Caio Fábio O que aconteceu foi que nós tínhamos a santa inocência de acreditar que a mídia haveria de descobrir o que era certo e errado nesta história toda. Depois de algum tempo, caímos em profunda angústia porque não aguentávamos mais andar por aí tendo que dar explicações acerca de pessoas e ações com as quais nós não tínhamos nada a ver. Algumas dessas ações nós abominávamos e repudiávamos. Antes de mais nada, é preciso fazer um reparo. Não se pode associar o pentecostalismo à picaretagem. A maioria dos pastores pentecostais que conheço são pessoas sérias e pobres. Cerca de 75% dos pastores evangélicos ganham 2,5 salários mínimos.

 

ISTOÉ O que o horrorizava nas ações da Igreja Universal do Reino de Deus?

Cáio Fábio Em primeiro lugar, esses pedidos ostensivos e esse saqueamento psicológico e espiritual feito ao bolso das pessoas. É um saqueamento dizer “se você não contribuir, a maldição vai continuar sobre a sua vida e a única maneira de você prosperar é dando, e dando aqui”. A maioria das pessoas que está debaixo dessa chantagem é de pessoas miseráveis, algumas desempregadas, passando por uma situação social pavorosa e que estão se agarrando ali como última tábua de salvação.

 

ISTOÉ Qual sua opinião sobre o bispo Edir Macedo?

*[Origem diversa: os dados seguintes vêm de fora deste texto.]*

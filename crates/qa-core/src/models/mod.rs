//! Data models for test cases, execution sessions and generated documents.
//!
//! This module contains the domain models of the QA assistant. Display
//! implementations for these models live in [`crate::display::models`] so the
//! data structures stay free of presentation logic.
//!
//! ## Wire shape
//!
//! Models serialize with camelCase field names. The same shape is used for the
//! persisted session blob and for the JSON the language model is asked to
//! produce, so a generated record can be loaded without a mapping layer.
//!
//! Generator-facing models ([`TestCaseInput`], [`ExecutionSummary`] and the
//! [`artifacts`]) deserialize leniently through [`lenient`]: missing fields
//! default to empty values and scalar types are coerced to text.
//!
//! # Examples
//!
//! ```rust
//! use qa_core::models::{TestCase, TestCaseInput, TestStatus};
//!
//! let input: TestCaseInput = serde_json::from_str(
//!     r#"{"id": "TC-001", "title": "Valid login", "steps": ["Open app", "Submit"]}"#,
//! )
//! .unwrap();
//!
//! let case = TestCase::from_input(input);
//! assert_eq!(case.status, TestStatus::Pending);
//! assert!(case.preconditions.is_empty());
//! assert_eq!(case.numbered_steps(), vec!["1. Open app", "2. Submit"]);
//! ```

pub mod artifacts;
pub mod lenient;
pub mod snapshot;
pub mod stats;
pub mod status;
pub mod summary;
pub mod test_case;

#[cfg(test)]
mod tests;

pub use artifacts::{Artifact, ArtifactKind};
pub use snapshot::SessionSnapshot;
pub use stats::ExecutionStats;
pub use status::{Severity, TestStatus};
pub use summary::{ExecutionSummary, VerdictTone};
pub use test_case::{TestCase, TestCaseInput};
//! Markdown rendering for terminal output
//!
//! Everything `qa_core::display` produces is Markdown. With colors on it is
//! styled through termimad; with `--no-color` it is printed verbatim.

use anyhow::Result;
use termimad::{crossterm::style::Color, MadSkin};

/// Terminal renderer that can switch between rich and plain text output
pub struct TerminalRenderer {
    rich_enabled: bool,
    skin: MadSkin,
}

impl TerminalRenderer {
    /// Create a new terminal renderer
    pub fn new(rich_enabled: bool) -> Self {
        let mut skin = MadSkin::default();

        skin.set_headers_fg(Color::Blue);
        skin.bold.set_fg(Color::Yellow);
        skin.italic.set_fg(Color::Magenta);
        skin.code_block.set_bg(Color::AnsiValue(238));
        skin.inline_code.set_bg(Color::AnsiValue(238));

        Self { rich_enabled, skin }
    }

    /// Render markdown text to terminal
    pub fn render(&self, markdown: &str) -> Result<()> {
        if self.rich_enabled {
            // Headers keep their hash marks so nesting stays visible
            for line in markdown.lines() {
                if line.starts_with('#') {
                    println!("\x1b[34m{line}\x1b[0m");
                } else if is_table_line(line) {
                    println!("{line}");
                } else {
                    self.skin.print_inline(line);
                    println!();
                }
            }
        } else {
            print!("{markdown}");
        }
        Ok(())
    }
}

/// Tables are printed as-is; inline rendering would mangle the pipes.
fn is_table_line(line: &str) -> bool {
    let line = line.trim();
    line.starts_with('|') && line.ends_with('|')
}

impl Default for TerminalRenderer {
    fn default() -> Self {
        Self::new(true)
    }
}

#[cfg(test)]
mod tests {
    use super::*;

    #[test]
    fn test_plain_renderer() {
        let renderer = TerminalRenderer::new(false);
        assert!(!renderer.rich_enabled);
    }

    #[test]
    fn test_rich_renderer() {
        let renderer = TerminalRenderer::new(true);
        assert!(renderer.rich_enabled);
    }

    #[test]
    fn test_table_lines_are_detected() {
        assert!(is_table_line("| Total | Pass |"));
        assert!(is_table_line("  |-|-|  "));
        assert!(!is_table_line("- **Progress**: 1/2 (50%)"));
        assert!(!is_table_line("TC-001 | Login | PASS"));
    }

    #[test]
    fn test_default_is_rich() {
        let renderer = TerminalRenderer::default();
        assert!(renderer.rich_enabled);
    }
}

Caio Fábio Acredito que o Macedo está disposto a morrer por aquilo em que ele acredita. Há um simplismo enorme da mídia em achar que ele é um grande picareta que talvez nem creia em Deus. Ele crê em Deus. Agora, o Deus no qual ele crê é diferente da maneira que eu vejo Deus, o Evangelho e Jesus. Ele acredita ser um enviado de Deus com uma missão messiânica. Ele está disposto a morrer em praça pública por isso aí. Ele acredita que o que ele prega é uma mensagem enviada por Deus a ele, para ele fazer conhecida no mundo. E aí, meu amigo, quando você tem uma finalidade messiânica absurdamente definida na sua mente, os meios tornam-se relativos.

 

ISTOÉ O sr. tem ambições políticas?

Caio Fábio Há dez anos que sou convidado para ingressar em projetos políticos, especialmente em épocas eleitorais. Mas se um dia eu ingressasse no plano político-partidário seria a coisa mais idiota que eu faria.

 

ISTOÉ Como o sr. se define politicamente?

Caio Fábio A minha grande ideologia é o Evangelho. Qualquer outra coisa, eu leio relativizando. Do ponto de vista das liberdades humanas, minhas afirmações soariam semelhantes às de um liberal. Do ponto de vista de compromissos com a sociedade, com os desfavorecidos, meu discurso soa com o pessoal chamado de esquerda.

 

ISTOÉ Então, o sr. é tucano?

Caio Fábio [risos] Não. Também não sou, porque vejo nos tucanos uma postura de extremo polimento. Acho que o ser humano não pode ter medo de correr riscos. Frequentemente pulo o muro.

 

ISTOÉ Como o sr. analisa o fenômeno da violência no Rio?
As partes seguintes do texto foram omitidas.